The RTGS dollar has plunged 60% against the U.S. dollar since its introduction in February, and public sector workers’ demands for a second pay rise this year could undermine a government drive to convince lenders of its fiscal discipline.
President Emmerson Mnangagwa won a disputed election last year on a promise to revive a Zimbabwe economy shattered by decades of mismanagement by his ousted predecessor Robert Mugabe.
But a year later daily life is harder. Ordinary Zimbabweans are enduring a severe shortage of U.S. dollars, fuel, medicines, bread and daily power cuts that last 10 hours.
The RTGS dollar, introduced by the government on Feb. 22 as the first step towards a new currency by year-end, traded at 10.5 to the U.S. dollar on Thursday, 14.3% lower than a week ago.
On the official interbank rate, the RTGS currency was pegged at 6.2 compared to 5.9 a week ago
Zimbabwe formally adopted the U.S. dollar as its official currency in January 2009, when most Zimbabweans had already ditched the hyperinflation-wrecked Zimbabwe Dollar. A decade later, analysts see the same situation repeating itself.
More than 80% of Zimbabweans earn RTGS dollars but from bricks to rentals, car parts and many grocers, prices are now pegged in U.S. dollars.
That has seen inflation race to 97.86% in May, its highest level in a decade, eroding salaries and savings and causing Zimbabweans to fear a return to the hyperinflation of 2008 when the rate reached 500 billion percent, leaving many destitute.
“I earn 400 RTGS$, where do I get the U.S. dollar? The government should fix this before we all die,” said Robson Ndiringepi, a security guard manning a supermarket in Harare.
Public sector workers are negotiating a salary hike, the second this year, which the justice minister told parliament on Wednesday would be announced soon.
That would put more pressure on the state budget just as the government has started a monitoring programme with the International Monetary Fund in a bid to create a track record of fiscal discipline that could secure it future funding.

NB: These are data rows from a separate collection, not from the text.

use std::collections::BTreeMap;

use chrono::{Datelike, Days, NaiveDate};

use crate::storage::DateRange;

use super::aggregate::sort_events;
use super::types::{DayAgenda, Event};

/// Groups events by their start date.
pub fn group_events_by_date(events: &[Event]) -> BTreeMap<NaiveDate, Vec<&Event>> {
    let mut grouped: BTreeMap<NaiveDate, Vec<&Event>> = BTreeMap::new();

    for event in events {
        grouped.entry(event.start_date).or_default().push(event);
    }

    grouped
}

/// Returns the dates for the week containing the given date (Monday to Sunday).
///
/// At the edges of the representable calendar only the days that exist are
/// returned.
pub fn get_week_dates(date: NaiveDate) -> Vec<NaiveDate> {
    let weekday = u64::from(date.weekday().num_days_from_monday());

    (0..7u64)
        .filter_map(|offset| {
            if offset < weekday {
                date.checked_sub_days(Days::new(weekday - offset))
            } else {
                date.checked_add_days(Days::new(offset - weekday))
            }
        })
        .collect()
}

/// Returns every date of a month, or an empty list for an invalid month.
pub fn get_month_dates(year: i32, month: u32) -> Vec<NaiveDate> {
    DateRange::month(year, month)
        .map(|range| range.dates())
        .unwrap_or_default()
}

/// Builds one agenda per requested date. Days without events are kept, and
/// events on dates that were not requested are dropped.
pub fn build_day_agendas(dates: &[NaiveDate], events: Vec<Event>) -> Vec<DayAgenda> {
    let mut by_date: BTreeMap<NaiveDate, Vec<Event>> = BTreeMap::new();
    for event in events {
        by_date.entry(event.start_date).or_default().push(event);
    }

    dates
        .iter()
        .map(|date| {
            let mut day_events = by_date.get(date).cloned().unwrap_or_default();
            sort_events(&mut day_events);
            DayAgenda::new(*date, day_events)
        })
        .collect()
}

#[cfg(test)]
mod tests {
    use super::*;
    use crate::calendar::types::EventDetails;
    use chrono::NaiveTime;

    fn make_date(year: i32, month: u32, day: u32) -> NaiveDate {
        NaiveDate::from_ymd_opt(year, month, day).unwrap()
    }

    fn event(id: &str, date: NaiveDate, time: Option<(u32, u32)>) -> Event {
        Event {
            id: id.to_string(),
            course_id: "C1".to_string(),
            title: format!("Event {id}"),
            start_date: date,
            start_time: time.and_then(|(h, m)| NaiveTime::from_hms_opt(h, m, 0)),
            end_time: None,
            location: None,
            details: EventDetails::Discussion,
        }
    }

    #[test]
    fn test_group_events_by_date() {
        let day1 = make_date(2025, 6, 10);
        let day2 = make_date(2025, 6, 11);
        let events = vec![
            event("E1", day1, None),
            event("E2", day1, None),
            event("E3", day2, None),
        ];

        let grouped = group_events_by_date(&events);

        assert_eq!(grouped.get(&day1).unwrap().len(), 2);
        assert_eq!(grouped.get(&day2).unwrap().len(), 1);
        assert_eq!(grouped.keys().next(), Some(&day1));
    }

    #[test]
    fn test_get_week_dates() {
        let date = make_date(2025, 6, 11); // Wednesday
        let week = get_week_dates(date);

        assert_eq!(week.len(), 7);
        assert_eq!(week[0], make_date(2025, 6, 9)); // Monday
        assert_eq!(week[6], make_date(2025, 6, 15)); // Sunday
    }

    #[test]
    fn test_get_week_dates_across_month_boundary() {
        let week = get_week_dates(make_date(2025, 7, 1)); // Tuesday

        assert_eq!(week[0], make_date(2025, 6, 30));
        assert_eq!(week[6], make_date(2025, 7, 6));
    }

    #[test]
    fn test_get_week_dates_at_calendar_edges() {
        let first = get_week_dates(NaiveDate::MIN);
        assert_eq!(first[0], NaiveDate::MIN);
        assert!(first.len() <= 7);
        assert!(first.windows(2).all(|w| w[0] < w[1]));

        let last = get_week_dates(NaiveDate::MAX);
        assert_eq!(last.last(), Some(&NaiveDate::MAX));
        assert!(last.len() <= 7);
    }

    #[test]
    fn test_get_month_dates() {
        let february = get_month_dates(2024, 2);

        assert_eq!(february.len(), 29);
        assert_eq!(february[0], make_date(2024, 2, 1));
        assert_eq!(february[28], make_date(2024, 2, 29));
        assert!(get_month_dates(2024, 13).is_empty());
    }

    #[test]
    fn test_build_day_agendas() {
        let day1 = make_date(2025, 6, 10);
        let day2 = make_date(2025, 6, 11);
        let outside = make_date(2025, 6, 20);

        let events = vec![
            event("E2", day1, Some((14, 0))),
            event("E1", day1, None),
            event("E3", outside, None),
        ];

        let agendas = build_day_agendas(&[day1, day2], events);

        assert_eq!(agendas.len(), 2);
        assert_eq!(agendas[0].date, day1);
        assert_eq!(agendas[0].events[0].id, "E1"); // untimed first
        assert_eq!(agendas[0].events[1].id, "E2");
        assert!(agendas[1].is_empty());
    }
}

Patrick Imam, IMF resident representative in Zimbabwe said the central bank should quickly allow the RTGS dollar to float freely, allow exporters to sell dollars at the interbank rate rather than surrender them to the central bank, and raise interest rates to curb inflation and avoid “spontaneous re-dollarisation.”
“Everyone now anticipates the RTGS dollar will weaken further, so businesses increase prices and workers demand more and the cycle continues. We are chasing our tails,” John Robertson, a Harare-based economist said.